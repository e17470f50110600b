//! One sync run: enumerate, diff, and push each changed notebook through
//! the staged pipeline.
//!
//! Per-document policy: every stage writes into a scratch directory and
//! the output moves into place only on success, so a failed document
//! leaves the local tree at its prior state. A failed document never
//! aborts the run; auth failures do. Cancellation is checked between
//! documents and between stages/pages within one, so in-flight downloads
//! and OCR calls complete cooperatively.

use std::{
    fs,
    path::{Path, PathBuf},
    sync::{Arc, Mutex},
};

use chrono::Utc;
use scribe_api::{
    auth::AuthClient, remote::sanitize_segment, Document, Error, ErrorKind,
    RemoteClient,
};
use scribe_render::{
    archive::DocArchive,
    enhance::{self, PdfMetadata},
    ocr::{DocumentOcr, OcrEngine},
    page::PageRenderer,
};
use scribe_tokio::ShutdownChannel;
use sha2::{Digest, Sha256};
use tracing::{info, instrument, warn};

use crate::{
    result::{
        CurrentSyncStatus, DocOutcome, DocStage, DocumentReport, SyncOutcome,
    },
    state::{SyncRecord, SyncState, SyncStatus},
};

/// Creator stamped into output PDFs.
const PDF_CREATOR: &str = "scribe";

#[derive(Clone, Debug)]
pub struct SyncSettings {
    pub output_dir: PathBuf,
    pub state_path: PathBuf,
    /// Tag filter for the remote listing; empty means everything.
    pub labels: Vec<String>,
    /// Ignore recorded versions and re-sync everything listed.
    pub force: bool,
}

pub struct Orchestrator {
    auth: Arc<AuthClient>,
    remote: RemoteClient,
    renderer: PageRenderer,
    /// `None` disables the OCR and stamping stages entirely.
    ocr: Option<OcrEngine>,
    settings: SyncSettings,
    progress: Arc<Mutex<Option<CurrentSyncStatus>>>,
}

/// Successful per-document pipeline output.
struct Processed {
    path: PathBuf,
    warnings: usize,
    hash: String,
}

/// Internal routing of per-document errors.
enum DocError {
    /// The run observed the cancellation signal.
    Cancelled,
    /// Aborts the whole run (auth rejection).
    Run(Error),
    /// Recorded against this document; the run continues.
    Doc { stage: DocStage, error: Error },
}

impl DocError {
    fn classify(stage: DocStage, error: Error) -> Self {
        match error.kind() {
            ErrorKind::Auth => Self::Run(error),
            ErrorKind::Cancelled => Self::Cancelled,
            _ => Self::Doc { stage, error },
        }
    }
}

impl Orchestrator {
    pub fn new(
        auth: Arc<AuthClient>,
        remote: RemoteClient,
        renderer: PageRenderer,
        ocr: Option<OcrEngine>,
        settings: SyncSettings,
    ) -> Self {
        Self {
            auth,
            remote,
            renderer,
            ocr,
            settings,
            progress: Arc::new(Mutex::new(None)),
        }
    }

    /// Live progress of the in-flight run, for the status endpoint.
    pub fn progress(&self) -> Option<CurrentSyncStatus> {
        self.progress.lock().expect("progress lock poisoned").clone()
    }

    pub fn is_ready(&self) -> bool {
        self.auth.is_authenticated()
    }

    /// Run one sync. Per-document failures are collected into the
    /// outcome; only auth and enumeration failures abort. A cancellation
    /// finalizes the outcome early with `cancelled = true`.
    #[instrument(skip_all, name = "(sync-run)")]
    pub async fn sync(
        &self,
        cancel: ShutdownChannel,
    ) -> Result<SyncOutcome, Error> {
        let started_at = Utc::now();
        info!("Starting sync run");

        self.auth.ensure_valid_token().await?;
        let remote_docs =
            self.remote.list_documents(&self.settings.labels).await?;
        let mut state = SyncState::load(&self.settings.state_path)?;

        let plan = state.plan(&remote_docs, self.settings.force);
        if !plan.orphaned.is_empty() {
            info!(
                "Retaining {} orphaned notebooks (absent remotely)",
                plan.orphaned.len()
            );
            state.mark_orphans(&plan.orphaned);
            state.save(&self.settings.state_path)?;
        }

        *self.progress.lock().expect("progress lock poisoned") =
            Some(CurrentSyncStatus {
                start_time: started_at,
                documents_total: plan.to_sync.len(),
                documents_processed: 0,
                current_document: None,
                stage: None,
            });

        let mut per_document = Vec::new();
        let mut processed = 0usize;
        let mut success_count = 0usize;
        let mut failure_count = 0usize;
        let mut cancelled = false;

        for doc in &plan.to_sync {
            if cancel.try_recv() {
                cancelled = true;
                break;
            }
            self.set_progress(|p| {
                p.current_document = Some(doc.name.clone());
                p.stage = Some(DocStage::Fetch.to_string());
            });

            match self.process_document(doc, &cancel).await {
                Ok(done) => {
                    processed += 1;
                    success_count += 1;
                    info!(
                        doc_id = %doc.id,
                        path = %done.path.display(),
                        warnings = done.warnings,
                        "Notebook synced"
                    );
                    state.upsert(SyncRecord {
                        id: doc.id.clone(),
                        remote_version: doc.version,
                        remote_modified_at: doc.modified_at,
                        local_path: Some(done.path.clone()),
                        status: SyncStatus::Success,
                        last_synced_at: Some(Utc::now()),
                        failure_message: None,
                        hash: Some(done.hash),
                    });
                    per_document.push(DocumentReport {
                        id: doc.id.clone(),
                        name: doc.name.clone(),
                        outcome: DocOutcome::Success {
                            path: done.path,
                            warnings: done.warnings,
                        },
                    });
                }
                Err(DocError::Cancelled) => {
                    cancelled = true;
                    break;
                }
                Err(DocError::Run(error)) => {
                    self.clear_progress();
                    if let Err(e) = state.save(&self.settings.state_path) {
                        warn!("Failed to save sync state: {e:#}");
                    }
                    return Err(error);
                }
                Err(DocError::Doc { stage, error }) => {
                    processed += 1;
                    failure_count += 1;
                    let message = format!("{stage}: {error:#}");
                    warn!(
                        doc_id = %doc.id,
                        %stage,
                        "Notebook sync failed: {error:#}"
                    );
                    // Keep the prior successful artifact's path and hash;
                    // the file on disk is still that version.
                    let (prior_path, prior_hash) = match state.get(&doc.id) {
                        Some(r) => (r.local_path.clone(), r.hash.clone()),
                        None => (None, None),
                    };
                    state.upsert(SyncRecord {
                        id: doc.id.clone(),
                        remote_version: doc.version,
                        remote_modified_at: doc.modified_at,
                        local_path: prior_path,
                        status: SyncStatus::Failed,
                        last_synced_at: Some(Utc::now()),
                        failure_message: Some(message.clone()),
                        hash: prior_hash,
                    });
                    per_document.push(DocumentReport {
                        id: doc.id.clone(),
                        name: doc.name.clone(),
                        outcome: DocOutcome::Failed { stage, message },
                    });
                }
            }

            state.save(&self.settings.state_path)?;
            self.set_progress(|p| {
                p.documents_processed = processed;
                p.current_document = None;
                p.stage = None;
            });
        }

        state.save(&self.settings.state_path)?;
        self.clear_progress();

        let outcome = SyncOutcome {
            started_at,
            ended_at: Utc::now(),
            total_documents: remote_docs.len(),
            processed,
            success_count,
            failure_count,
            skipped_count: plan.skipped,
            cancelled,
            per_document,
        };
        info!(
            total = outcome.total_documents,
            processed = outcome.processed,
            success = outcome.success_count,
            failed = outcome.failure_count,
            skipped = outcome.skipped_count,
            cancelled = outcome.cancelled,
            "Sync run finished"
        );
        Ok(outcome)
    }

    async fn process_document(
        &self,
        doc: &Document,
        cancel: &ShutdownChannel,
    ) -> Result<Processed, DocError> {
        // All intermediate artifacts live here and die with the handle.
        let scratch = tempfile::tempdir().map_err(|e| {
            DocError::classify(
                DocStage::Fetch,
                Error::io("creating scratch dir", e),
            )
        })?;

        let archive_path = scratch.path().join("archive.zip");
        self.remote
            .fetch_archive(&doc.id, &archive_path)
            .await
            .map_err(|e| DocError::classify(DocStage::Fetch, e))?;
        if cancel.try_recv() {
            return Err(DocError::Cancelled);
        }

        self.set_stage(DocStage::Extract);
        let archive = DocArchive::open(&archive_path)
            .map_err(|e| DocError::classify(DocStage::Extract, e))?;

        self.set_stage(DocStage::Render);
        let draft = scratch.path().join("draft.pdf");
        let page_count = self
            .renderer
            .render_document(&archive, &draft)
            .map_err(|e| DocError::classify(DocStage::Render, e))?;
        if cancel.try_recv() {
            return Err(DocError::Cancelled);
        }

        self.set_stage(DocStage::Metadata);
        let mut tags = doc.tags.clone();
        for tag in &archive.content.tags {
            if !tags.contains(tag) {
                tags.push(tag.clone());
            }
        }
        enhance::set_metadata(
            &draft,
            &PdfMetadata {
                title: archive.metadata.visible_name.clone(),
                tags,
                created: archive.metadata.created,
                creator: PDF_CREATOR.to_owned(),
                version: doc.version,
            },
        )
        .map_err(|e| DocError::classify(DocStage::Metadata, e))?;

        let mut warnings = 0;
        if let Some(engine) = &self.ocr {
            self.set_stage(DocStage::Ocr);
            let mut doc_ocr = DocumentOcr::default();
            for page_index in 0..page_count {
                if cancel.try_recv() {
                    return Err(DocError::Cancelled);
                }
                let (page, warning) =
                    engine.process_page(&draft, page_index).await;
                doc_ocr.push_page(page, warning);
            }
            self.set_stage(DocStage::Stamp);
            enhance::stamp_text(&draft, &doc_ocr)
                .map_err(|e| DocError::classify(DocStage::Stamp, e))?;
            warnings = doc_ocr.warnings.len();
        }

        self.set_stage(DocStage::Finalize);
        let folder = self
            .remote
            .folder_path(&doc.id)
            .await
            .map_err(|e| DocError::classify(DocStage::Finalize, e))?;
        let file_name = sanitize_segment(&archive.metadata.visible_name)
            .unwrap_or_else(|| "Untitled".to_owned());
        let mut dest_dir = self.settings.output_dir.clone();
        if !folder.is_empty() {
            dest_dir.push(&folder);
        }
        let dest = dest_dir.join(format!("{file_name}.pdf"));
        move_into_place(&draft, &dest)
            .map_err(|e| DocError::classify(DocStage::Finalize, e))?;
        let hash = sha256_file(&dest)
            .map_err(|e| DocError::classify(DocStage::Finalize, e))?;

        Ok(Processed {
            path: dest,
            warnings,
            hash,
        })
    }

    fn set_stage(&self, stage: DocStage) {
        self.set_progress(|p| p.stage = Some(stage.to_string()));
    }

    fn set_progress(&self, update: impl FnOnce(&mut CurrentSyncStatus)) {
        if let Some(progress) = self
            .progress
            .lock()
            .expect("progress lock poisoned")
            .as_mut()
        {
            update(progress);
        }
    }

    fn clear_progress(&self) {
        *self.progress.lock().expect("progress lock poisoned") = None;
    }
}

/// Move `src` over `dest` without ever exposing a partial file at `dest`:
/// plain rename when possible, otherwise copy to a sibling temp in the
/// destination directory and rename that.
fn move_into_place(src: &Path, dest: &Path) -> Result<(), Error> {
    let dest_dir = dest.parent().ok_or_else(|| {
        Error::InvalidInput(format!(
            "output path {} has no parent directory",
            dest.display()
        ))
    })?;
    fs::create_dir_all(dest_dir).map_err(|e| {
        Error::io(format!("creating {}", dest_dir.display()), e)
    })?;

    if fs::rename(src, dest).is_ok() {
        return Ok(());
    }

    // Scratch and output commonly sit on different filesystems.
    let mut temp = tempfile::NamedTempFile::new_in(dest_dir)
        .map_err(|e| Error::io("creating output temp file", e))?;
    let mut reader = fs::File::open(src)
        .map_err(|e| Error::io(format!("opening {}", src.display()), e))?;
    std::io::copy(&mut reader, &mut temp)
        .and_then(|_| temp.as_file().sync_all())
        .map_err(|e| Error::io("copying into output dir", e))?;
    temp.persist(dest).map_err(|e| {
        Error::io(format!("renaming over {}", dest.display()), e.error)
    })?;
    Ok(())
}

fn sha256_file(path: &Path) -> Result<String, Error> {
    let bytes = fs::read(path)
        .map_err(|e| Error::io(format!("hashing {}", path.display()), e))?;
    let digest = Sha256::digest(&bytes);
    Ok(digest.iter().map(|b| format!("{b:02x}")).collect())
}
***
_EXERCISE AIM_
Copy all lines above containing the string "reader".

_WRITTEN RESPONSE_
    let mut reader = fs::File::open(src)
    std::io::copy(&mut reader, &mut temp)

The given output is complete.